Finding a distance of a point.

Hello,

I need your help with the following:

Imagine a rod rotating about a point, its location is unknown. My objective is to find where that point is. If I place two gyroscopic/accelerometer sensors (mpu6050), one at each end, and read the centripetal acceleration. Using the following formula Ac=W^2/R, I can find the distance between the sensor and the instant center of rotation.

1-is this feasible? Are the results a accurate? 2-Is raw data reliable enough to do this calculation or should I use some kind of filter? 3-Now imagine I am holding the rod and i'm moving it sideways, would it mess with the results? I've low programming skills but its not my first time playing around with this sensors on arduino.

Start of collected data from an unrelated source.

use jsonwebtoken::dangerous::insecure_decode;
use serde::Deserialize;
use thiserror::Error;

#[derive(Debug, Error)]
pub enum TokenClaimsError {
    #[error("failed to decode JWT: {0}")]
    Decode(#[from] jsonwebtoken::errors::Error),
    #[error("missing `iss` claim in token")]
    MissingIssuer,
    #[error("issuer `{0}` does not name a realm")]
    NoRealm(String),
}

#[derive(Debug, Deserialize)]
struct IssClaim {
    iss: Option<String>,
}

/// Extract the issuer from a JWT without verifying its signature.
pub fn extract_issuer(token: &str) -> Result<String, TokenClaimsError> {
    let data = insecure_decode::<IssClaim>(token)?;
    data.claims
        .iss
        .filter(|iss| !iss.is_empty())
        .ok_or(TokenClaimsError::MissingIssuer)
}

/// Extract the realm label from a JWT issuer of the form `<origin>/realms/<realm>`.
///
/// The signature is NOT verified. The result is a label for logs and storage, never an
/// authentication decision.
pub fn extract_realm(token: &str) -> Result<String, TokenClaimsError> {
    let issuer = extract_issuer(token)?;
    match realm_from_issuer(&issuer) {
        Some(realm) => Ok(realm.to_string()),
        None => Err(TokenClaimsError::NoRealm(issuer)),
    }
}

pub fn realm_from_issuer(issuer: &str) -> Option<&str> {
    let (_, rest) = issuer.trim_end_matches('/').rsplit_once("/realms/")?;
    let realm = rest.split('/').next()?;
    (!realm.is_empty()).then_some(realm)
}
mod app;
pub mod auth;
pub mod config;
pub mod db;
pub mod routes;
mod state;
#[cfg(test)]
mod test_support;

use std::env;

pub use app::Server;
pub use state::AppState;
use tracing_error::ErrorLayer;
use tracing_subscriber::{
    fmt::{self, format::FmtSpan},
    layer::{Layer as _, SubscriberExt},
    util::SubscriberInitExt,
};

pub fn init_tracing() {
    if tracing::dispatcher::has_been_set() {
        return;
    }

    let env_filter = env::var("RUST_LOG").unwrap_or_else(|_| "info,sqlx=warn".to_string());
    let fmt_layer = fmt::layer()
        .json()
        .with_target(false)
        .with_span_events(FmtSpan::CLOSE)
        .boxed();

    tracing_subscriber::registry()
        .with(tracing_subscriber::EnvFilter::new(env_filter))
        .with(ErrorLayer::default())
        .with(fmt_layer)
        .with(utils::sentry::sentry_layer())
        .init();
}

Not very clear on what you are looking for. A distance requires two points. So one is the axis of rotation, I think I get that. But where's the other end of this distance?

I'm sorry if I wasn't clear enough, my English is not so good.. :-[ The other point is where the sensor is placed. The objective is to mesure the angle, angular velocity and angular acceleration about its axis. The problem is that i cant put the sensor close do the rod axis due to physical space.

I think your formula, Ac=W^2/R, is wrong but you haven't defined what each of the symbols means. From Wikipedia: A = R * W^2 Where A is the radial acceleration towards the centre of rotation. R is the radius, the distance of the point from the centre of rotation. W is the angular velocity in radians/sec. To find R we have: R = A/W^2 which means that you have to measure two quantities. 'A' will require an accelerometer. There's more than one way to measure 'W' but I'll leave that as an exercise for the OP. The accuracy, of course, depends upon the accuracy of the measurements of 'A' and 'W'.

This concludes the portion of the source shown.